## ASSIGNMENT
For each line in the material below that holds "matches", copy that line.

## DATASET
++++++++++

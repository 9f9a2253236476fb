//! Configuration structures for cloud clients.
//!
//! This module provides the serializable client configuration: the default
//! region and URL type, HTTP transport settings, and per-service overrides of
//! catalog name, region and URL type.

use crate::catalog::EndpointQuery;
use crate::client::ClientConfig;
use crate::types::{CloudService, UrlType, DEFAULT_REGION};
use crate::Error;
use serde::{Deserialize, Serialize};
use std::time::Duration;
use validator::Validate;

/// Configuration for a cloud client session.
#[derive(Debug, Clone, Serialize, Deserialize, Validate)]
pub struct CloudConfig {
    /// Default region for every service
    #[validate(length(min = 1))]
    #[serde(default = "default_region")]
    pub region: String,

    /// Default URL type for every service
    #[serde(default)]
    pub url_type: UrlType,

    /// Request timeout in seconds
    #[validate(range(min = 1, max = 300))]
    #[serde(default = "default_request_timeout_secs")]
    pub request_timeout_secs: u64,

    /// Whether to verify TLS certificates
    #[serde(default = "default_tls_verify")]
    pub tls_verify: bool,

    /// Compute service selection
    #[validate(nested)]
    #[serde(default = "ServiceSelection::compute")]
    pub compute: ServiceSelection,

    /// Block storage service selection
    #[validate(nested)]
    #[serde(default = "ServiceSelection::volume")]
    pub volume: ServiceSelection,
}

fn default_region() -> String {
    DEFAULT_REGION.to_string()
}

const fn default_request_timeout_secs() -> u64 {
    30
}

const fn default_tls_verify() -> bool {
    true
}

impl CloudConfig {
    /// Create a configuration for the given default region.
    ///
    /// # Errors
    ///
    /// Returns an error if validation fails.
    pub fn new(region: impl Into<String>) -> Result<Self, Error> {
        let config = Self {
            region: region.into(),
            ..Self::default()
        };

        config
            .validate()
            .map_err(|e| Error::ConfigError(format!("Invalid configuration: {e}")))?;

        Ok(config)
    }

    /// Decode and validate a configuration from JSON.
    ///
    /// # Errors
    ///
    /// Returns an error if the document cannot be decoded or fails validation.
    pub fn from_json_str(raw: &str) -> Result<Self, Error> {
        let config: Self = serde_json::from_str(raw)
            .map_err(|e| Error::ConfigError(format!("Invalid configuration: {e}")))?;
        config.validate()?;
        Ok(config)
    }

    /// Set the default URL type.
    #[must_use]
    pub const fn with_url_type(mut self, url_type: UrlType) -> Self {
        self.url_type = url_type;
        self
    }

    /// Set request timeout in seconds.
    #[must_use]
    pub const fn with_timeout(mut self, seconds: u64) -> Self {
        self.request_timeout_secs = seconds;
        self
    }

    /// Set whether to verify TLS certificates.
    #[must_use]
    pub const fn with_tls_verify(mut self, verify: bool) -> Self {
        self.tls_verify = verify;
        self
    }

    /// Override the compute service selection.
    #[must_use]
    pub fn with_compute(mut self, selection: ServiceSelection) -> Self {
        self.compute = selection;
        self
    }

    /// Override the block storage service selection.
    #[must_use]
    pub fn with_volume(mut self, selection: ServiceSelection) -> Self {
        self.volume = selection;
        self
    }

    /// Get the request timeout as a Duration.
    #[must_use]
    pub const fn timeout(&self) -> Duration {
        Duration::from_secs(self.request_timeout_secs)
    }

    /// Selection for a service.
    #[must_use]
    pub const fn selection(&self, service: CloudService) -> &ServiceSelection {
        match service {
            CloudService::Compute => &self.compute,
            CloudService::Volume => &self.volume,
        }
    }

    /// Catalog query for a service, applying per-service overrides.
    #[must_use]
    pub fn endpoint_query(&self, service: CloudService) -> EndpointQuery {
        let selection = self.selection(service);
        EndpointQuery::new(
            service.service_type(),
            selection.name.clone(),
            selection.region.as_deref().unwrap_or(&self.region),
            selection.url_type.unwrap_or(self.url_type),
        )
    }

    /// HTTP transport settings derived from this configuration.
    #[must_use]
    pub fn client_config(&self) -> ClientConfig {
        ClientConfig::new()
            .with_timeout(self.timeout())
            .with_tls_verify(self.tls_verify)
    }
}

impl Default for CloudConfig {
    fn default() -> Self {
        Self {
            region: default_region(),
            url_type: UrlType::default(),
            request_timeout_secs: default_request_timeout_secs(),
            tls_verify: default_tls_verify(),
            compute: ServiceSelection::compute(),
            volume: ServiceSelection::volume(),
        }
    }
}

/// Catalog name plus optional region and URL type overrides for one service.
#[derive(Debug, Clone, PartialEq, Eq, Serialize, Deserialize, Validate)]
pub struct ServiceSelection {
    /// Catalog service name
    #[validate(length(min = 1))]
    pub name: String,

    /// Region override
    #[serde(default, skip_serializing_if = "Option::is_none")]
    #[validate(length(min = 1))]
    pub region: Option<String>,

    /// URL type override
    #[serde(default, skip_serializing_if = "Option::is_none")]
    pub url_type: Option<UrlType>,
}

impl ServiceSelection {
    /// Select a service by catalog name.
    #[must_use]
    pub fn new(name: impl Into<String>) -> Self {
        Self {
            name: name.into(),
            region: None,
            url_type: None,
        }
    }

    /// Default compute selection.
    #[must_use]
    pub fn compute() -> Self {
        Self::new(CloudService::Compute.default_name())
    }

    /// Default block storage selection.
    #[must_use]
    pub fn volume() -> Self {
        Self::new(CloudService::Volume.default_name())
    }

    /// Pin the service to a region.
    #[must_use]
    pub fn with_region(mut self, region: impl Into<String>) -> Self {
        self.region = Some(region.into());
        self
    }

    /// Pin the service to a URL type.
    #[must_use]
    pub const fn with_url_type(mut self, url_type: UrlType) -> Self {
        self.url_type = Some(url_type);
        self
    }
}

#[cfg(test)]
mod tests {
    use super::*;

    #[test]
    fn test_cloud_config_new() {
        let config = CloudConfig::new("ORD").unwrap();
        assert_eq!(config.region, "ORD");
        assert_eq!(config.url_type, UrlType::Public);
        assert!(config.tls_verify);
        assert_eq!(config.request_timeout_secs, 30);
        assert_eq!(config.volume.name, "cloudBlockStorage");
    }

    #[test]
    fn test_cloud_config_empty_region_rejected() {
        let result = CloudConfig::new("");
        assert!(matches!(result, Err(Error::ConfigError(_))));
    }

    #[test]
    fn test_cloud_config_builder() {
        let config = CloudConfig::new("LON")
            .unwrap()
            .with_url_type(UrlType::Private)
            .with_timeout(60)
            .with_tls_verify(false);

        assert_eq!(config.url_type, UrlType::Private);
        assert_eq!(config.timeout(), Duration::from_secs(60));
        assert!(!config.tls_verify);
    }

    #[test]
    fn test_cloud_config_default() {
        let config = CloudConfig::default();
        assert_eq!(config.region, "DFW");
        assert_eq!(config.compute.name, "cloudServersOpenStack");
    }

    #[test]
    fn test_endpoint_query_uses_defaults() {
        let config = CloudConfig::new("IAD").unwrap();
        let query = config.endpoint_query(CloudService::Volume);
        assert_eq!(
            query,
            EndpointQuery::new("volume", "cloudBlockStorage", "IAD", UrlType::Public)
        );
    }

    #[test]
    fn test_endpoint_query_applies_overrides() {
        let config = CloudConfig::new("IAD").unwrap().with_compute(
            ServiceSelection::new("nova")
                .with_region("RegionOne")
                .with_url_type(UrlType::Private),
        );
        let query = config.endpoint_query(CloudService::Compute);
        assert_eq!(query.name, "nova");
        assert_eq!(query.region, "RegionOne");
        assert_eq!(query.url_type, UrlType::Private);
    }

    #[test]
    fn test_from_json_str_fills_defaults() {
        let config = CloudConfig::from_json_str(r#"{"region": "SYD", "url_type": "internalURL"}"#)
            .unwrap();
        assert_eq!(config.region, "SYD");
        assert_eq!(config.url_type, UrlType::Private);
        assert_eq!(config.request_timeout_secs, 30);
        assert_eq!(config.volume, ServiceSelection::volume());
    }

    #[test]
    fn test_from_json_str_validates() {
        let err = CloudConfig::from_json_str(r#"{"request_timeout_secs": 0}"#).unwrap_err();
        assert!(matches!(err, Error::ValidationError(_)));

        let err = CloudConfig::from_json_str(r#"{"volume": {"name": ""}}"#).unwrap_err();
        assert!(matches!(err, Error::ValidationError(_)));

        let err = CloudConfig::from_json_str("not json").unwrap_err();
        assert!(matches!(err, Error::ConfigError(_)));
    }

    #[test]
    fn test_client_config_derivation() {
        let config = CloudConfig::new("DFW")
            .unwrap()
            .with_timeout(12)
            .with_tls_verify(false);
        let client_config = config.client_config();
        assert_eq!(client_config.timeout, Duration::from_secs(12));
        assert!(!client_config.tls_verify);
    }
}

++++++++++

## REPLY
        assert!(matches!(result, Err(Error::ConfigError(_))));
        assert!(matches!(err, Error::ValidationError(_)));
        assert!(matches!(err, Error::ValidationError(_)));
        assert!(matches!(err, Error::ConfigError(_)));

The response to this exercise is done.